Know What You’re Trying to Achieve
A common trap is to focus on differences. It’s easy to only focus on differing opinions, styles, positions and how they are getting things accomplished contrary to YOUR way. Dance around this trap instead. Everyone wins if you focus on what’s best for the COMPANY. When you feel conflict rising, start asking questions about solving a problem in the best way for the business. Talk about the pros and cons of doing things for the betterment of revenue or efficiency for the customers. Once you get the other person thinking in that direction, he or she will remember the end goal is the company’s success – and the only way she wins is if the company succeeds.
“You will learn to disengage from petty differences and position yourself as someone who is interested in getting things done. Your boss will also come to appreciate you as someone who is mature, strategic and can be entrusted with bigger responsibilities,” Cheok writes.
Don’t Get Personal
Put your EQ to work.
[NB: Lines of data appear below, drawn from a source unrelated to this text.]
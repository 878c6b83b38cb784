use async_trait::async_trait;
use chrono::Utc;
use sqlx::sqlite::SqliteRow;
use sqlx::Row;
use tracing::info;

use efiling_core::domain::geography::ScopeLevel;
use efiling_core::domain::sla::{SlaRule, SlaRuleId};
use efiling_core::errors::ApplicationError;
use efiling_core::routing::{RolePattern, SlaRuleSource};

use super::RepositoryError;
use crate::DbPool;

/// The shared rule matrix. Stored order is insertion order (`id`), which is
/// the precedence SLA lookup relies on.
pub struct SqlSlaRuleRepository {
    pool: DbPool,
}

impl SqlSlaRuleRepository {
    pub fn new(pool: DbPool) -> Self {
        Self { pool }
    }

    /// Inserts a rule without an id, otherwise overwrites the stored row.
    pub async fn save(&self, mut rule: SlaRule) -> Result<SlaRule, RepositoryError> {
        RolePattern::compile(&rule.from_role_pattern)?;
        RolePattern::compile(&rule.to_role_pattern)?;
        if rule.sla_hours == 0 {
            return Err(RepositoryError::Validation(
                "sla_hours must be greater than zero".to_string(),
            ));
        }

        match rule.id {
            Some(id) => {
                let updated = sqlx::query(
                    "UPDATE sla_rules
                     SET from_role_pattern = ?, to_role_pattern = ?, scope_level = ?,
                         sla_hours = ?, is_active = ?
                     WHERE id = ?",
                )
                .bind(rule.from_role_pattern.trim())
                .bind(rule.to_role_pattern.trim())
                .bind(rule.scope_level.as_str())
                .bind(i64::from(rule.sla_hours))
                .bind(rule.is_active)
                .bind(id.0)
                .execute(&self.pool)
                .await?
                .rows_affected();
                if updated == 0 {
                    return Err(RepositoryError::not_found("sla rule", id.0));
                }
            }
            None => {
                let id = sqlx::query(
                    "INSERT INTO sla_rules
                         (from_role_pattern, to_role_pattern, scope_level, sla_hours, is_active, created_at)
                     VALUES (?, ?, ?, ?, ?, ?)",
                )
                .bind(rule.from_role_pattern.trim())
                .bind(rule.to_role_pattern.trim())
                .bind(rule.scope_level.as_str())
                .bind(i64::from(rule.sla_hours))
                .bind(rule.is_active)
                .bind(Utc::now().to_rfc3339())
                .execute(&self.pool)
                .await?
                .last_insert_rowid();
                rule.id = Some(SlaRuleId(id));
            }
        }

        info!(
            event_name = "routing.sla_rule.saved",
            rule_id = rule.id.map(|id| id.0),
            scope_level = rule.scope_level.as_str(),
            sla_hours = rule.sla_hours,
            "sla rule saved"
        );
        Ok(rule)
    }

    pub async fn deactivate(&self, id: SlaRuleId) -> Result<(), RepositoryError> {
        let updated = sqlx::query("UPDATE sla_rules SET is_active = 0 WHERE id = ?")
            .bind(id.0)
            .execute(&self.pool)
            .await?
            .rows_affected();
        if updated == 0 {
            return Err(RepositoryError::not_found("sla rule", id.0));
        }
        Ok(())
    }

    pub async fn list(&self, active_only: bool) -> Result<Vec<SlaRule>, RepositoryError> {
        let rows = sqlx::query(
            "SELECT id, from_role_pattern, to_role_pattern, scope_level, sla_hours, is_active
             FROM sla_rules
             WHERE (?1 = 0 OR is_active = 1)
             ORDER BY id",
        )
        .bind(active_only)
        .fetch_all(&self.pool)
        .await?;

        rows.iter().map(row_to_rule).collect()
    }
}

#[async_trait]
impl SlaRuleSource for SqlSlaRuleRepository {
    async fn list_active_rules(&self) -> Result<Vec<SlaRule>, ApplicationError> {
        Ok(self.list(true).await?)
    }
}

fn row_to_rule(row: &SqliteRow) -> Result<SlaRule, RepositoryError> {
    let scope_level: String = row.try_get("scope_level")?;
    let sla_hours: i64 = row.try_get("sla_hours")?;

    Ok(SlaRule {
        id: Some(SlaRuleId(row.try_get("id")?)),
        from_role_pattern: row.try_get("from_role_pattern")?,
        to_role_pattern: row.try_get("to_role_pattern")?,
        scope_level: ScopeLevel::parse(&scope_level).ok_or_else(|| {
            RepositoryError::Decode(format!("unknown scope in `scope_level`: `{scope_level}`"))
        })?,
        sla_hours: u32::try_from(sla_hours).map_err(|_| {
            RepositoryError::Decode(format!("invalid value for `sla_hours`: {sla_hours}"))
        })?,
        is_active: row.try_get("is_active")?,
    })
}
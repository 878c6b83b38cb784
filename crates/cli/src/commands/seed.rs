use crate::commands::{with_database, CommandFailure, CommandResult};
use efiling_db::{migrations, DbPool, DemoSeedDataset, SeedHighlight};

pub fn run() -> CommandResult {
    match with_database("seed", |_config, pool| load_and_verify(pool)) {
        Ok(highlights) => CommandResult::success("seed", render_highlights(&highlights)),
        Err(failure) => failure,
    }
}

async fn load_and_verify(pool: DbPool) -> Result<Vec<SeedHighlight>, CommandFailure> {
    migrations::run_pending(&pool)
        .await
        .map_err(|error| ("migration", error.to_string(), 5u8))?;

    let seed_result = DemoSeedDataset::load(&pool)
        .await
        .map_err(|error| ("seed_execution", error.to_string(), 5u8))?;

    let verification = DemoSeedDataset::verify(&pool)
        .await
        .map_err(|error| ("seed_verification", error.to_string(), 6u8))?;

    if !verification.all_present {
        let failed_checks = verification
            .checks
            .iter()
            .filter_map(|(check, passed)| (!passed).then_some(*check))
            .collect::<Vec<_>>();
        return Err(("seed_verification", verification_message(&failed_checks), 6u8));
    }

    Ok(seed_result.highlights)
}

fn render_highlights(highlights: &[SeedHighlight]) -> String {
    let lines: Vec<String> = highlights
        .iter()
        .map(|highlight| format!("  - {}: {}", highlight.name, highlight.description))
        .collect();
    format!("demo seed dataset loaded:\n{}", lines.join("\n"))
}

fn verification_message(failed_checks: &[&str]) -> String {
    if failed_checks.is_empty() {
        "Some seed data failed to load".to_string()
    } else {
        format!("Seed verification failed for checks: {}", failed_checks.join(", "))
    }
}

#[cfg(test)]
mod tests {
    use efiling_db::SeedHighlight;

    use super::{render_highlights, verification_message};

    #[test]
    fn verification_error_message_targets_failed_checks() {
        assert_eq!(
            verification_message(&["stages", "user-zones"]),
            "Seed verification failed for checks: stages, user-zones"
        );
    }

    #[test]
    fn verification_error_message_falls_back_to_generic_when_no_labels() {
        assert_eq!(verification_message(&[]), "Some seed data failed to load");
    }

    #[test]
    fn highlights_render_one_line_each() {
        let message = render_highlights(&[
            SeedHighlight { name: "route", description: "a -> b" },
            SeedHighlight { name: "sla", description: "48h" },
        ]);

        assert_eq!(message, "demo seed dataset loaded:\n  - route: a -> b\n  - sla: 48h");
    }
}
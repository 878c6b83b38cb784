use chrono::{DateTime, Utc};
use serde::{Deserialize, Serialize};

use crate::domain::geography::DepartmentId;
use crate::geography::filter::RecordGeography;

#[derive(Clone, Copy, Debug, PartialEq, Eq, Hash, PartialOrd, Ord, Serialize, Deserialize)]
pub struct FileId(pub i64);

/// A case file as seen by listing operations.
#[derive(Clone, Debug, PartialEq, Eq, Serialize, Deserialize)]
pub struct EfilingFile {
    pub id: FileId,
    pub file_number: String,
    pub subject: String,
    pub department_id: Option<DepartmentId>,
    pub zone_id: Option<i64>,
    pub division_id: Option<i64>,
    pub district_id: Option<i64>,
    pub town_id: Option<i64>,
    pub created_at: DateTime<Utc>,
}

impl EfilingFile {
    pub fn geography(&self) -> RecordGeography {
        RecordGeography {
            zone_id: self.zone_id,
            division_id: self.division_id,
            district_id: self.district_id,
            town_id: self.town_id,
        }
    }
}

#[derive(Clone, Debug, Default, PartialEq, Eq, Serialize, Deserialize)]
pub struct NewFile {
    pub file_number: String,
    pub subject: String,
    pub department_id: Option<DepartmentId>,
    pub zone_id: Option<i64>,
    pub division_id: Option<i64>,
    pub district_id: Option<i64>,
    pub town_id: Option<i64>,
}
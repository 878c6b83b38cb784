use sqlx::migrate::{MigrateError, Migrator};

use crate::DbPool;

pub static MIGRATOR: Migrator = sqlx::migrate!("../../migrations");

pub async fn run_pending(pool: &DbPool) -> Result<(), MigrateError> {
    MIGRATOR.run(pool).await
}

#[cfg(test)]
mod tests {
    use sqlx::Row;

    use super::run_pending;
    use crate::{connect_with_settings, migrations::MIGRATOR};

    const MANAGED_TABLES: &[&str] = &[
        "departments",
        "roles",
        "role_groups",
        "file_categories",
        "efiling_users",
        "user_zones",
        "sla_rules",
        "workflow_templates",
        "workflow_stages",
        "workflow_transitions",
        "workflow_stage_actions",
        "efiling_files",
        "file_workflows",
        "file_workflow_movements",
    ];

    const MANAGED_INDEXES: &[&str] = &[
        "idx_efiling_users_department_id",
        "idx_sla_rules_is_active",
        "idx_workflow_stages_template_order",
        "idx_workflow_transitions_active_pair",
        "idx_workflow_transitions_to_stage_id",
        "idx_workflow_stage_actions_stage_id",
        "idx_file_workflows_template_id",
        "idx_file_workflow_movements_transition_id",
    ];

    #[tokio::test]
    async fn migrations_create_baseline_tables() {
        let pool = connect_with_settings("sqlite::memory:", 1, 30).await.expect("connect");
        run_pending(&pool).await.expect("run migrations");

        for table in MANAGED_TABLES {
            let count = sqlx::query(
                "SELECT COUNT(*) AS count FROM sqlite_master WHERE type = 'table' AND name = ?",
            )
            .bind(*table)
            .fetch_one(&pool)
            .await
            .expect("check table")
            .get::<i64, _>("count");

            assert_eq!(count, 1, "table `{table}` should exist after migrations");
        }
    }

    #[tokio::test]
    async fn active_forward_pairs_are_unique_but_inactive_duplicates_are_allowed() {
        let pool = connect_with_settings("sqlite::memory:", 1, 30).await.expect("connect");
        run_pending(&pool).await.expect("run migrations");

        sqlx::query(
            "INSERT INTO file_categories (id, name) VALUES (1, 'Budget');
             INSERT INTO workflow_templates (id, name, file_category_id, created_at, updated_at)
             VALUES (1, 'Budget Approval', 1, '2026-01-01T00:00:00Z', '2026-01-01T00:00:00Z');
             INSERT INTO workflow_stages (id, template_id, stage_order, name, created_at, updated_at)
             VALUES (1, 1, 1, 'Draft', '2026-01-01T00:00:00Z', '2026-01-01T00:00:00Z'),
                    (2, 1, 2, 'Review', '2026-01-01T00:00:00Z', '2026-01-01T00:00:00Z');",
        )
        .execute(&pool)
        .await
        .expect("seed stages");

        let insert = "INSERT INTO workflow_transitions (from_stage_id, to_stage_id, is_active, created_at)
                      VALUES (1, 2, ?, '2026-01-01T00:00:00Z')";
        sqlx::query(insert).bind(0_i64).execute(&pool).await.expect("inactive row");
        sqlx::query(insert).bind(0_i64).execute(&pool).await.expect("second inactive row");
        sqlx::query(insert).bind(1_i64).execute(&pool).await.expect("active row");

        let duplicate = sqlx::query(insert).bind(1_i64).execute(&pool).await;
        assert!(duplicate.is_err(), "second active forward row for a pair must be rejected");
    }

    #[tokio::test]
    async fn migrations_are_reversible() {
        let pool = connect_with_settings("sqlite::memory:", 1, 30).await.expect("connect");
        run_pending(&pool).await.expect("run migrations");

        MIGRATOR.undo(&pool, 0).await.expect("undo migrations");

        let template_count = sqlx::query(
            "SELECT COUNT(*) AS count FROM sqlite_master WHERE type = 'table' AND name = 'workflow_templates'",
        )
        .fetch_one(&pool)
        .await
        .expect("check workflow_templates table removed")
        .get::<i64, _>("count");

        assert_eq!(template_count, 0);
    }

    #[tokio::test]
    async fn migrations_up_down_up_preserves_schema_signature() {
        let pool = connect_with_settings("sqlite::memory:", 1, 30).await.expect("connect");
        run_pending(&pool).await.expect("run migrations");

        let initial_signature = managed_schema_signature(&pool).await;
        assert_eq!(
            initial_signature.len(),
            MANAGED_TABLES.len() + MANAGED_INDEXES.len(),
            "initial migration pass should create all managed schema objects",
        );

        MIGRATOR.undo(&pool, 0).await.expect("undo migrations");

        let after_down_signature = managed_schema_signature(&pool).await;
        assert!(
            after_down_signature.is_empty(),
            "managed schema objects should be removed after full undo",
        );

        run_pending(&pool).await.expect("re-run migrations");

        let after_second_up_signature = managed_schema_signature(&pool).await;
        assert_eq!(
            after_second_up_signature, initial_signature,
            "up/down/up should preserve migration-managed schema signature",
        );
    }

    async fn managed_schema_signature(pool: &sqlx::SqlitePool) -> Vec<(String, String, String)> {
        let mut signature: Vec<(String, String, String)> = sqlx::query(
            "SELECT type, name, IFNULL(sql, '') AS sql
             FROM sqlite_master
             WHERE type IN ('table', 'index')",
        )
        .fetch_all(pool)
        .await
        .expect("load schema objects")
        .into_iter()
        .filter_map(|row| {
            let name = row.get::<String, _>("name");
            let managed = MANAGED_TABLES.contains(&name.as_str())
                || MANAGED_INDEXES.contains(&name.as_str());
            if managed {
                Some((row.get::<String, _>("type"), name, row.get::<String, _>("sql")))
            } else {
                None
            }
        })
        .collect();
        signature.sort();
        signature
    }
}
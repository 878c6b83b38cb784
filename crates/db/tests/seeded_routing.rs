use chrono::{TimeZone, Utc};
use efiling_core::domain::geography::{FileLocation, ScopeLevel, UserId};
use efiling_core::domain::sla::{RoutingDecision, RoutingReason};
use efiling_core::domain::workflow::StageId;
use efiling_core::geography::{GeographyDirectory, GeographyFilter};
use efiling_core::routing::{GlobalRoleSet, RoutingResolver, SlaCalculator};
use efiling_db::{
    connect_with_settings, migrations, DbPool, DemoSeedDataset, SqlFileRepository,
    SqlGeographyDirectory, SqlSlaRuleRepository, SqlWorkflowGraphStore, WorkflowGraphStore,
};

async fn seeded_pool() -> DbPool {
    let pool = connect_with_settings("sqlite::memory:", 1, 30).await.expect("connect");
    migrations::run_pending(&pool).await.expect("run migrations");
    DemoSeedDataset::load(&pool).await.expect("load demo seed");
    pool
}

fn resolver(pool: &DbPool) -> RoutingResolver<SqlGeographyDirectory, SqlSlaRuleRepository> {
    RoutingResolver::new(
        SqlGeographyDirectory::new(pool.clone()),
        SqlSlaRuleRepository::new(pool.clone()),
        GlobalRoleSet::new(["ADMIN", "CEO"]),
    )
}

fn recipients(decisions: &[RoutingDecision]) -> Vec<i64> {
    decisions.iter().map(|decision| decision.recipient_id.0).collect()
}

#[tokio::test]
async fn assistant_engineer_routes_to_district_executive_engineer() {
    let pool = seeded_pool().await;

    let decisions =
        resolver(&pool).resolve(UserId(2), &FileLocation::default()).await.expect("resolve");

    assert_eq!(recipients(&decisions), vec![3]);
    assert_eq!(decisions[0].matched_scope, ScopeLevel::District);
    assert_eq!(decisions[0].reason, RoutingReason::SlaRule);
}

#[tokio::test]
async fn explicit_file_district_overrides_sender_district() {
    let pool = seeded_pool().await;
    let location = FileLocation { district_id: Some(4), ..FileLocation::default() };

    let decisions = resolver(&pool).resolve(UserId(2), &location).await.expect("resolve");

    assert_eq!(recipients(&decisions), vec![4]);
}

#[tokio::test]
async fn division_rule_reaches_superintending_engineer() {
    let pool = seeded_pool().await;

    let decisions =
        resolver(&pool).resolve(UserId(3), &FileLocation::default()).await.expect("resolve");

    assert_eq!(recipients(&decisions), vec![5]);
    assert_eq!(decisions[0].matched_scope, ScopeLevel::Division);
}

#[tokio::test]
async fn global_role_sender_reaches_every_other_active_user() {
    let pool = seeded_pool().await;
    let location = FileLocation { district_id: Some(99), ..FileLocation::default() };

    let decisions = resolver(&pool).resolve(UserId(1), &location).await.expect("resolve");

    assert_eq!(recipients(&decisions), vec![2, 3, 4, 5]);
    assert!(decisions.iter().all(|decision| decision.reason == RoutingReason::GlobalRole
        && decision.matched_scope == ScopeLevel::Global));
}

#[tokio::test]
async fn seeded_matrix_drives_sla_and_deadline() {
    let pool = seeded_pool().await;
    let calculator = SlaCalculator::new(SqlSlaRuleRepository::new(pool));
    let assigned_at = Utc.with_ymd_and_hms(2026, 3, 2, 9, 0, 0).single().expect("valid instant");

    assert_eq!(calculator.get_sla("WAT_AEN", "WAT_XEN").await.expect("sla"), 48);
    assert_eq!(calculator.get_sla("XEN", "SE").await.expect("sla"), 24);
    assert_eq!(
        calculator.deadline("WAT_XEN", "WAT_SE", assigned_at).await.expect("deadline"),
        Utc.with_ymd_and_hms(2026, 3, 5, 9, 0, 0).single().expect("valid instant")
    );
}

#[tokio::test]
async fn zone_scoped_officer_sees_only_zone_files() {
    let pool = seeded_pool().await;
    let directory = SqlGeographyDirectory::new(pool.clone());
    let files = SqlFileRepository::new(pool);

    let profile =
        directory.find_profile(UserId(5)).await.expect("lookup").expect("active profile");
    let visible = files.list_visible(&GeographyFilter::from_profile(&profile)).await.expect("list");

    assert_eq!(
        visible.into_iter().map(|file| file.file_number).collect::<Vec<_>>(),
        vec!["EF-2026-0001"]
    );
}

#[tokio::test]
async fn seeded_stages_chain_forward() {
    let pool = seeded_pool().await;
    let store = SqlWorkflowGraphStore::new(pool);

    let next: Vec<i64> =
        store.next_stages(StageId(1)).await.expect("next").into_iter().map(|s| s.id.0).collect();
    let last = store.next_stages(StageId(3)).await.expect("next");

    assert_eq!(next, vec![2]);
    assert!(last.is_empty());
}
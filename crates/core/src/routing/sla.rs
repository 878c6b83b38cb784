use std::sync::Arc;

use async_trait::async_trait;
use chrono::{DateTime, Duration, Utc};
use tokio::sync::RwLock;

use crate::domain::sla::{SlaRule, SlaRuleId};
use crate::errors::{ApplicationError, DomainError};
use crate::routing::pattern::RolePattern;

pub const DEFAULT_SLA_HOURS: u32 = 24;

#[async_trait]
pub trait SlaRuleSource: Send + Sync {
    /// Active rules in stored order.
    async fn list_active_rules(&self) -> Result<Vec<SlaRule>, ApplicationError>;
}

#[async_trait]
impl<T> SlaRuleSource for Arc<T>
where
    T: SlaRuleSource + ?Sized,
{
    async fn list_active_rules(&self) -> Result<Vec<SlaRule>, ApplicationError> {
        (**self).list_active_rules().await
    }
}

#[derive(Default)]
pub struct InMemorySlaRuleSource {
    rules: RwLock<Vec<SlaRule>>,
}

impl InMemorySlaRuleSource {
    pub fn with_rules(rules: Vec<SlaRule>) -> Self {
        let rules = rules
            .into_iter()
            .enumerate()
            .map(|(index, mut rule)| {
                rule.id = rule.id.or(Some(SlaRuleId(index as i64 + 1)));
                rule
            })
            .collect();
        Self { rules: RwLock::new(rules) }
    }
}

#[async_trait]
impl SlaRuleSource for InMemorySlaRuleSource {
    async fn list_active_rules(&self) -> Result<Vec<SlaRule>, ApplicationError> {
        Ok(self.rules.read().await.iter().filter(|rule| rule.is_active).cloned().collect())
    }
}

/// A rule with both patterns compiled once per lookup.
#[derive(Clone, Debug)]
pub struct CompiledRule {
    pub rule: SlaRule,
    pub from: RolePattern,
    pub to: RolePattern,
}

impl CompiledRule {
    pub fn compile(rule: SlaRule) -> Result<Self, DomainError> {
        let from = RolePattern::compile(&rule.from_role_pattern)?;
        let to = RolePattern::compile(&rule.to_role_pattern)?;
        Ok(Self { rule, from, to })
    }
}

pub fn compile_rules(rules: Vec<SlaRule>) -> Result<Vec<CompiledRule>, DomainError> {
    rules.into_iter().map(CompiledRule::compile).collect()
}

/// First matching rule wins; `default_hours` when nothing matches or either
/// role code is blank.
pub fn sla_hours_for(
    rules: &[CompiledRule],
    from_role: &str,
    to_role: &str,
    default_hours: u32,
) -> u32 {
    if from_role.trim().is_empty() || to_role.trim().is_empty() {
        return default_hours;
    }

    rules
        .iter()
        .find(|compiled| compiled.from.matches(from_role) && compiled.to.matches(to_role))
        .map(|compiled| compiled.rule.sla_hours)
        .unwrap_or(default_hours)
}

pub struct SlaCalculator<R> {
    rules: R,
    default_hours: u32,
}

impl<R> SlaCalculator<R>
where
    R: SlaRuleSource,
{
    pub fn new(rules: R) -> Self {
        Self { rules, default_hours: DEFAULT_SLA_HOURS }
    }

    pub fn with_default_hours(mut self, default_hours: u32) -> Self {
        self.default_hours = default_hours;
        self
    }

    pub async fn get_sla(&self, from_role: &str, to_role: &str) -> Result<u32, ApplicationError> {
        if from_role.trim().is_empty() || to_role.trim().is_empty() {
            return Ok(self.default_hours);
        }

        let rules = compile_rules(self.rules.list_active_rules().await?)?;
        Ok(sla_hours_for(&rules, from_role, to_role, self.default_hours))
    }

    /// Deadline for a hand-off assigned at `assigned_at`.
    pub async fn deadline(
        &self,
        from_role: &str,
        to_role: &str,
        assigned_at: DateTime<Utc>,
    ) -> Result<DateTime<Utc>, ApplicationError> {
        let hours = self.get_sla(from_role, to_role).await?;
        Ok(assigned_at + Duration::hours(i64::from(hours)))
    }
}
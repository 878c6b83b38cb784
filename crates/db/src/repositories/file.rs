use chrono::{DateTime, Utc};
use sqlx::sqlite::SqliteRow;
use sqlx::Row;
use tracing::debug;

use efiling_core::domain::file::{EfilingFile, FileId, NewFile};
use efiling_core::domain::geography::DepartmentId;
use efiling_core::geography::{GeographyColumns, GeographyFilter};

use super::RepositoryError;
use crate::DbPool;

const FILE_COLUMNS: GeographyColumns<'static> = GeographyColumns {
    zone_id: "f.zone_id",
    division_id: "f.division_id",
    district_id: "f.district_id",
    town_id: "f.town_id",
};

pub struct SqlFileRepository {
    pool: DbPool,
}

impl SqlFileRepository {
    pub fn new(pool: DbPool) -> Self {
        Self { pool }
    }

    pub async fn create(&self, file: NewFile) -> Result<EfilingFile, RepositoryError> {
        let file_number = file.file_number.trim();
        if file_number.is_empty() {
            return Err(RepositoryError::Validation("file_number must not be empty".to_string()));
        }
        let subject = file.subject.trim();
        if subject.is_empty() {
            return Err(RepositoryError::Validation("subject must not be empty".to_string()));
        }

        let created_at = Utc::now();
        let id = sqlx::query(
            "INSERT INTO efiling_files
                 (file_number, subject, department_id, division_id, district_id, town_id, zone_id, created_at)
             VALUES (?, ?, ?, ?, ?, ?, ?, ?)",
        )
        .bind(file_number)
        .bind(subject)
        .bind(file.department_id.map(|id| id.0))
        .bind(file.division_id)
        .bind(file.district_id)
        .bind(file.town_id)
        .bind(file.zone_id)
        .bind(created_at.to_rfc3339())
        .execute(&self.pool)
        .await?
        .last_insert_rowid();

        Ok(EfilingFile {
            id: FileId(id),
            file_number: file_number.to_string(),
            subject: subject.to_string(),
            department_id: file.department_id,
            zone_id: file.zone_id,
            division_id: file.division_id,
            district_id: file.district_id,
            town_id: file.town_id,
            created_at,
        })
    }

    /// Files inside the filter's jurisdiction, oldest first.
    pub async fn list_visible(
        &self,
        filter: &GeographyFilter,
    ) -> Result<Vec<EfilingFile>, RepositoryError> {
        let predicate = filter.to_sql(&FILE_COLUMNS);
        let sql = format!(
            "SELECT f.id, f.file_number, f.subject, f.department_id, f.zone_id,
                    f.division_id, f.district_id, f.town_id, f.created_at
             FROM efiling_files f
             WHERE {}
             ORDER BY f.id",
            predicate.clause
        );

        let mut query = sqlx::query(&sql);
        for value in &predicate.binds {
            query = query.bind(*value);
        }
        let rows = query.fetch_all(&self.pool).await?;

        debug!(
            event_name = "geography.files.listed",
            clauses = filter.clauses.len(),
            rows = rows.len(),
            "listed visible files"
        );

        rows.iter().map(row_to_file).collect()
    }
}

fn row_to_file(row: &SqliteRow) -> Result<EfilingFile, RepositoryError> {
    let created_at: String = row.try_get("created_at")?;

    Ok(EfilingFile {
        id: FileId(row.try_get("id")?),
        file_number: row.try_get("file_number")?,
        subject: row.try_get("subject")?,
        department_id: row.try_get::<Option<i64>, _>("department_id")?.map(DepartmentId),
        zone_id: row.try_get("zone_id")?,
        division_id: row.try_get("division_id")?,
        district_id: row.try_get("district_id")?,
        town_id: row.try_get("town_id")?,
        created_at: DateTime::parse_from_rfc3339(&created_at)
            .map(|value| value.with_timezone(&Utc))
            .map_err(|error| {
                RepositoryError::Decode(format!("invalid timestamp in `created_at`: {error}"))
            })?,
    })
}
Think before you speak. In a conflict, don’t let your temper get the best of you. I know you want to give that person a talkin-to, but don’t. Even when you’re in the right – don’t teach a lesson. No one likes it. No one forgets it. Go home and tell your spouse how right you were instead.
“People tend to remember moments when they were humiliated or insulted. You’ll pay the price later when you need help from this person,” Cheok reminds us all.
All the buzz is about Emotional Intelligence, and right now it carries more weight than ability does. Managers hire and promote people they can work well with, and people who work well with others. Skills can be taught. But if you don’t play well with others, you’re out. So when it gets really difficult to bite your tongue – and you know it will – just remember how badly you want a promotion. Remember what’s more important to your career holistically than this incredibly trying moment at present.
“Even if you are a star performer, your boss will have to fight a political uphill battle if other managers or peers see you as someone who is difficult to work with,” Cheok tells it like it is. “The last thing you’ll want is to make it difficult for your boss to champion you for a promotion.”